# What to produce
Using the material below, count the lines that contain the word "struct" and report the number only.

# Material supplied
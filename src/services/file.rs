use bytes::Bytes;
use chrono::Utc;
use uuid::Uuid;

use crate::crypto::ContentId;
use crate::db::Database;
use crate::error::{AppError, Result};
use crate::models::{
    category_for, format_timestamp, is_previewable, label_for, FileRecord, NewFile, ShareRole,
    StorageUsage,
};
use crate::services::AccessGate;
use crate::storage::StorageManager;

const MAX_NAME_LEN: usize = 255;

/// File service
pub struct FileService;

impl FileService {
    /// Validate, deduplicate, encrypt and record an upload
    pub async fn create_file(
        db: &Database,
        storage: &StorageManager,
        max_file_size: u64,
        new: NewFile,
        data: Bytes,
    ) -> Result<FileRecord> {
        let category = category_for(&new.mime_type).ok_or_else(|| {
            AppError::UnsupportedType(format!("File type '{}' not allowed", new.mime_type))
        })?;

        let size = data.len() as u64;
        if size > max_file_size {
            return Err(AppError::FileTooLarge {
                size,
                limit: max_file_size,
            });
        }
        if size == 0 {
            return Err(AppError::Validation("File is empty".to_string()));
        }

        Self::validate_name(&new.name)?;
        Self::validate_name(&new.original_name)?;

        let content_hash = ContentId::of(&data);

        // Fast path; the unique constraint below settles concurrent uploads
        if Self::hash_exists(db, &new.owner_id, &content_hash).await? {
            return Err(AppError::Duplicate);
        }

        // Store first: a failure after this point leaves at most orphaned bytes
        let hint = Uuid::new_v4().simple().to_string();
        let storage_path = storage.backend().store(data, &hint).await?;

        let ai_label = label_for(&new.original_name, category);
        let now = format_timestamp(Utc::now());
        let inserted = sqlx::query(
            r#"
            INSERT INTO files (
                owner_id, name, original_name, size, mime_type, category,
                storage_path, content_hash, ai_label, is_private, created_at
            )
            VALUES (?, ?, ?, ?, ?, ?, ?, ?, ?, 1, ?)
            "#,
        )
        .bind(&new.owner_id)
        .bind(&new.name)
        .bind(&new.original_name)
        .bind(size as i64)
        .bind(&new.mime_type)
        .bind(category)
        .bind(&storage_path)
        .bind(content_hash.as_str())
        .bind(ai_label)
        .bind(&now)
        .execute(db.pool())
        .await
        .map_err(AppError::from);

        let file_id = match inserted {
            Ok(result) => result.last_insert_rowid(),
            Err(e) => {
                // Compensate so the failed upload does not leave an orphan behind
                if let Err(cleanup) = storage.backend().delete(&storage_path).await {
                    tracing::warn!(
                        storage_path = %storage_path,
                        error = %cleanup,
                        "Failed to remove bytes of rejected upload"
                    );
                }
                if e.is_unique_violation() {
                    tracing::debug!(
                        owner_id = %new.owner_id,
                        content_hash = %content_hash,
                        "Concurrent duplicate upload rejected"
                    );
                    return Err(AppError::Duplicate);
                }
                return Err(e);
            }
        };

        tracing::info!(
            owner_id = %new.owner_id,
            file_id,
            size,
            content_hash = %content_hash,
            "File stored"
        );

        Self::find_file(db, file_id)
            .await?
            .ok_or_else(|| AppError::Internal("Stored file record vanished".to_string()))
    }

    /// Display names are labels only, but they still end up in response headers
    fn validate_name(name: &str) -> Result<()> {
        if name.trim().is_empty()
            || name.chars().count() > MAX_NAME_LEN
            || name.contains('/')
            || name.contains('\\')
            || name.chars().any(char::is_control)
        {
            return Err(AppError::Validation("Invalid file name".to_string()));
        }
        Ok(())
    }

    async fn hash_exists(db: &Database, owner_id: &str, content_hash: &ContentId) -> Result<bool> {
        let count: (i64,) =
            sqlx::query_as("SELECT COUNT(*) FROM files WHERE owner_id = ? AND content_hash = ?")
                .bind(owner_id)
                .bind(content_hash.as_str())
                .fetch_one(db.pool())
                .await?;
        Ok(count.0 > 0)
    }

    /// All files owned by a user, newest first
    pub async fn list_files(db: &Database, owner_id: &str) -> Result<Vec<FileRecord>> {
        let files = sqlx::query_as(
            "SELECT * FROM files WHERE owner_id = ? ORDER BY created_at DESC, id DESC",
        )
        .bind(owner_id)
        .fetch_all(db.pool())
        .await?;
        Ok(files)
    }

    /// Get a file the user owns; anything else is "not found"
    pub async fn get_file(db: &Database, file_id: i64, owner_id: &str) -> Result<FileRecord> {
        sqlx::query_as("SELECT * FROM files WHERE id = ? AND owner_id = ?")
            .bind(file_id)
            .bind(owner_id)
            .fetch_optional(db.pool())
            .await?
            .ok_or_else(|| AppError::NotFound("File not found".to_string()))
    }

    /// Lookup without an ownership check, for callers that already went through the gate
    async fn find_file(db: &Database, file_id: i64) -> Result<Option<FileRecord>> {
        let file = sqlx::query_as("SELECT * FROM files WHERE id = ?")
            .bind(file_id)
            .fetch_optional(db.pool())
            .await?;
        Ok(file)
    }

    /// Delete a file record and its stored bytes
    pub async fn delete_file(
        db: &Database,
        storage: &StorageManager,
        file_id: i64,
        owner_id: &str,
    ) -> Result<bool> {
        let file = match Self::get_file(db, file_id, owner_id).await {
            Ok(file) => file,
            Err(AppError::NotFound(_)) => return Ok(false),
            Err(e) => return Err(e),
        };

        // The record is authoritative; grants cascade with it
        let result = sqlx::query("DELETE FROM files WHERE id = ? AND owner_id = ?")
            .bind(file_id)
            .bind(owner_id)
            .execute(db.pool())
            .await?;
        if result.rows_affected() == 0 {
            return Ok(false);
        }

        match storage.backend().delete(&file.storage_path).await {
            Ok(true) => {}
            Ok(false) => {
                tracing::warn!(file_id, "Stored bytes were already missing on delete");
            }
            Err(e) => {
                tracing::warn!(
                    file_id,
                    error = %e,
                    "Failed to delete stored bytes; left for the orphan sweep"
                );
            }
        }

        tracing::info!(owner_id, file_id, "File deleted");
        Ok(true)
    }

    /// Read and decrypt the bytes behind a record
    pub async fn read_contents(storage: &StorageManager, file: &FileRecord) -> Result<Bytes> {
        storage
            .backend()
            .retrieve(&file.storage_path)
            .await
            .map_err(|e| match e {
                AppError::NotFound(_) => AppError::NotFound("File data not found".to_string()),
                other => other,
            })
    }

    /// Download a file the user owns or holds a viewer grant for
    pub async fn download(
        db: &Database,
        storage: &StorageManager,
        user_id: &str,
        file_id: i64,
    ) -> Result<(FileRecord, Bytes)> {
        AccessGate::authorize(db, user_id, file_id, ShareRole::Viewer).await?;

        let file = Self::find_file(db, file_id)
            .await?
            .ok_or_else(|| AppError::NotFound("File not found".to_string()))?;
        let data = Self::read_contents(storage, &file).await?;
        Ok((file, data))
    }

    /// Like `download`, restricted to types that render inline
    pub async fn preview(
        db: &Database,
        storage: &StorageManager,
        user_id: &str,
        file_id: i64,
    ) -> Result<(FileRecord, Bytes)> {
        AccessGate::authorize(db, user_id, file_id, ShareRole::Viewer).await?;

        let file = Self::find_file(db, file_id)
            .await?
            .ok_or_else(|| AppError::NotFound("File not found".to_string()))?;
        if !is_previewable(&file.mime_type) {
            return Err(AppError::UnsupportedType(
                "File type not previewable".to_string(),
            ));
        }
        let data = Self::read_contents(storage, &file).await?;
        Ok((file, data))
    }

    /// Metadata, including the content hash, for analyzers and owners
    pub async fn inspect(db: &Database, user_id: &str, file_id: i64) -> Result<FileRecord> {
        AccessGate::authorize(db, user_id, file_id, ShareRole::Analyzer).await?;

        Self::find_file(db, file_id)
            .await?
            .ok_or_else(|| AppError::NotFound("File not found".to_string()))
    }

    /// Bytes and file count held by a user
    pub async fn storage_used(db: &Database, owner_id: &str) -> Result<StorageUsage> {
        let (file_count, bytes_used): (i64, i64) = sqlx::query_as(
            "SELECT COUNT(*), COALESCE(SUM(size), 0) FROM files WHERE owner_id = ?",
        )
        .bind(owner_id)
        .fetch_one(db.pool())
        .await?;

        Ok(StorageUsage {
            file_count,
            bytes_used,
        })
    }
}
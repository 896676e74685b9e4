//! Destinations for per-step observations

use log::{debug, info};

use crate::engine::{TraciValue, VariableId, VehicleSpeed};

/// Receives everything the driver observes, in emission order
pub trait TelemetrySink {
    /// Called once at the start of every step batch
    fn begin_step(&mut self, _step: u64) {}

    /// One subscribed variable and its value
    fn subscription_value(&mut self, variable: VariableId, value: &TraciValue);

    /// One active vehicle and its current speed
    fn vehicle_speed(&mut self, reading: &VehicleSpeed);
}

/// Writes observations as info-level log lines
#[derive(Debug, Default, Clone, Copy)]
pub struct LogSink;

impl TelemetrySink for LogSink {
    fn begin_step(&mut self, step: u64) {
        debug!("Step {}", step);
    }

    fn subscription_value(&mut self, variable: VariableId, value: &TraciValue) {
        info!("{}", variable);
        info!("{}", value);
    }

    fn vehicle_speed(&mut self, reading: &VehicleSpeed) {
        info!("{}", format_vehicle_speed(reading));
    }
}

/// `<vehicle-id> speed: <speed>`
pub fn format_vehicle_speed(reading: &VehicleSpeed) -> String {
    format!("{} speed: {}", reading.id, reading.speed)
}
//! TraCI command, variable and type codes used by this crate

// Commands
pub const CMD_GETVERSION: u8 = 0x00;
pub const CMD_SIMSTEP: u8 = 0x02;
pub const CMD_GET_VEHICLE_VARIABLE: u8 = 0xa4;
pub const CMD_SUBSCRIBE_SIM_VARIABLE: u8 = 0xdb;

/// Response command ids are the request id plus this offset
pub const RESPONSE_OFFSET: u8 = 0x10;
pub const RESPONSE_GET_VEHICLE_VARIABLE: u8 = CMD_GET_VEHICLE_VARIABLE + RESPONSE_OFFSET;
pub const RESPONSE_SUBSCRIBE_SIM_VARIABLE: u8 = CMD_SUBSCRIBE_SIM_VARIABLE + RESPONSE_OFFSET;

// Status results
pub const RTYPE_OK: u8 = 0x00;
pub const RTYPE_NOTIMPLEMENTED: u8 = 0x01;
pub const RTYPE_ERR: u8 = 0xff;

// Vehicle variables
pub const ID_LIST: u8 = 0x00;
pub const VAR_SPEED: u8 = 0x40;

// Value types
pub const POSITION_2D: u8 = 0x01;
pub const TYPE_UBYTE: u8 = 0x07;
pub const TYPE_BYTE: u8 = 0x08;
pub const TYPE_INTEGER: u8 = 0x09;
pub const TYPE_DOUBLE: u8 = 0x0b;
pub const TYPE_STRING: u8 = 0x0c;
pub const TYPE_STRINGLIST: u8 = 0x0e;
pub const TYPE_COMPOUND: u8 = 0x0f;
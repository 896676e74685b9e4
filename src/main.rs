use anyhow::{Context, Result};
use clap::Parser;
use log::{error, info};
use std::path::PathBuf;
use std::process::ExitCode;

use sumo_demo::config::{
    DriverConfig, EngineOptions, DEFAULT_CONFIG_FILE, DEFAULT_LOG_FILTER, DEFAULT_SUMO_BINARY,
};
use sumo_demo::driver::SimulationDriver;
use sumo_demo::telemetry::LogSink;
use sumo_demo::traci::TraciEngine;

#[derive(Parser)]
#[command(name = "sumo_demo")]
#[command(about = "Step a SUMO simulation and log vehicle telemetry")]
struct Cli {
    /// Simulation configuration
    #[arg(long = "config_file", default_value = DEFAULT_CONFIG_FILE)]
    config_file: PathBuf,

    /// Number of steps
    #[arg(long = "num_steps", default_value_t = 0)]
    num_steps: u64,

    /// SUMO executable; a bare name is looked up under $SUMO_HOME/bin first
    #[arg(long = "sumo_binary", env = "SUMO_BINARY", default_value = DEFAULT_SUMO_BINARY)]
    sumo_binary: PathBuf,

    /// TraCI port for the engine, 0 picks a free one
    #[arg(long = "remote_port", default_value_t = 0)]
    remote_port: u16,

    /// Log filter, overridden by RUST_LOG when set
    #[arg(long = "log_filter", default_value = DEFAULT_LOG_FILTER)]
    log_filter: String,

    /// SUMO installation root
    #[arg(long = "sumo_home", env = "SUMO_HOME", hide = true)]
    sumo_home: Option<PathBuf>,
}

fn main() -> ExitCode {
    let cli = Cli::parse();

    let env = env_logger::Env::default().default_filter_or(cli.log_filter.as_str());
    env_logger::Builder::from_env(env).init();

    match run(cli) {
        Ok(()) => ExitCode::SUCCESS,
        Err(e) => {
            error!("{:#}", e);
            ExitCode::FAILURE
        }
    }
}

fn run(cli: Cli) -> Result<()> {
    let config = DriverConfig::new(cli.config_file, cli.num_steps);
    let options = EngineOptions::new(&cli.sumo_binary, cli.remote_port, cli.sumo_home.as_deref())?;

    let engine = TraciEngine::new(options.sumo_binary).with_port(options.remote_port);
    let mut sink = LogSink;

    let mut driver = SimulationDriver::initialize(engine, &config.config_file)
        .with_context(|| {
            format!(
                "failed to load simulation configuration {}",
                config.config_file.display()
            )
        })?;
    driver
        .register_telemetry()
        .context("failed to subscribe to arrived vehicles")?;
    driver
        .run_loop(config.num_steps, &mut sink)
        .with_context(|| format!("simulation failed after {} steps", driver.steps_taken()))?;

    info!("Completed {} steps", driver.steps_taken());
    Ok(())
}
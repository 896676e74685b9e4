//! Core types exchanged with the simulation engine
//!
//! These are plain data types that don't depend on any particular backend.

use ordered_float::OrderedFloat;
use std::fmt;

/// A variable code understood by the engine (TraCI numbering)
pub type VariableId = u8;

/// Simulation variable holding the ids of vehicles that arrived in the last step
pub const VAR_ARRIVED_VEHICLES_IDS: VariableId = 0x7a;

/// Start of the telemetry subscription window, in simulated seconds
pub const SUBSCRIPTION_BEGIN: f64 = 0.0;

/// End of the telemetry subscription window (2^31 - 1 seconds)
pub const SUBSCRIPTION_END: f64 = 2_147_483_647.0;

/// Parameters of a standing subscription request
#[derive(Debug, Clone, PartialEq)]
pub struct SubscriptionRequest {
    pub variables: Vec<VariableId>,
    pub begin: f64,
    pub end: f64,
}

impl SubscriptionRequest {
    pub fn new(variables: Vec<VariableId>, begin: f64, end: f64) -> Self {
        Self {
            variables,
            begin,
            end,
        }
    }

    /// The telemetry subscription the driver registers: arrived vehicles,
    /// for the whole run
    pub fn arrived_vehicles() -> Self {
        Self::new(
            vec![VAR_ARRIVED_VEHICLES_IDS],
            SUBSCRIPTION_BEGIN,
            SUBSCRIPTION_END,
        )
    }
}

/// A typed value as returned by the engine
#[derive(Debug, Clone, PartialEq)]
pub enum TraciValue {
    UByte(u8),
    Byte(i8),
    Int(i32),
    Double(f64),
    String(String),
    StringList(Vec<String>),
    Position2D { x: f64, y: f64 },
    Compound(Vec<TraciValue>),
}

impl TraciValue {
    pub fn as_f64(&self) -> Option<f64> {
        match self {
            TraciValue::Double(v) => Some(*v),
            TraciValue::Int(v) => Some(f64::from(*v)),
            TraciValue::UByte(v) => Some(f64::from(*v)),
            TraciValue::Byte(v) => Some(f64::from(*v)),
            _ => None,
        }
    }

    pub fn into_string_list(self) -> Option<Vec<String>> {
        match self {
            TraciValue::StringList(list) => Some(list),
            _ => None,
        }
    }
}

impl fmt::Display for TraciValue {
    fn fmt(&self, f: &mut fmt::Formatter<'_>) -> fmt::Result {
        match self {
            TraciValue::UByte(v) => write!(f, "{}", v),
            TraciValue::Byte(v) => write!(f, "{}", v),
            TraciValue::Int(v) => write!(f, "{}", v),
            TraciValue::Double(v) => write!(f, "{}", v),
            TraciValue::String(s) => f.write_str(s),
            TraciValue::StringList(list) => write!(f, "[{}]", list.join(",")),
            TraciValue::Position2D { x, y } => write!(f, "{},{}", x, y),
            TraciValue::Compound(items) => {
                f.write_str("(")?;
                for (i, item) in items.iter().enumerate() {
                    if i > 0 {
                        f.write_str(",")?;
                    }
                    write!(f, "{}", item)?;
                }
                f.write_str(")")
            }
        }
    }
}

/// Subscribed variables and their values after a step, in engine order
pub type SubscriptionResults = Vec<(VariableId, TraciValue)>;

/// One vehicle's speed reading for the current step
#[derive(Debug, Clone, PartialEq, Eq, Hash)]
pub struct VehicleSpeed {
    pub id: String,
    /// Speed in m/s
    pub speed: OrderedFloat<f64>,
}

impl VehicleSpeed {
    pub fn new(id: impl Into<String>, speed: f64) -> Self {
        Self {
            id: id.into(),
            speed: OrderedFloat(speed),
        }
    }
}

# Finished task
5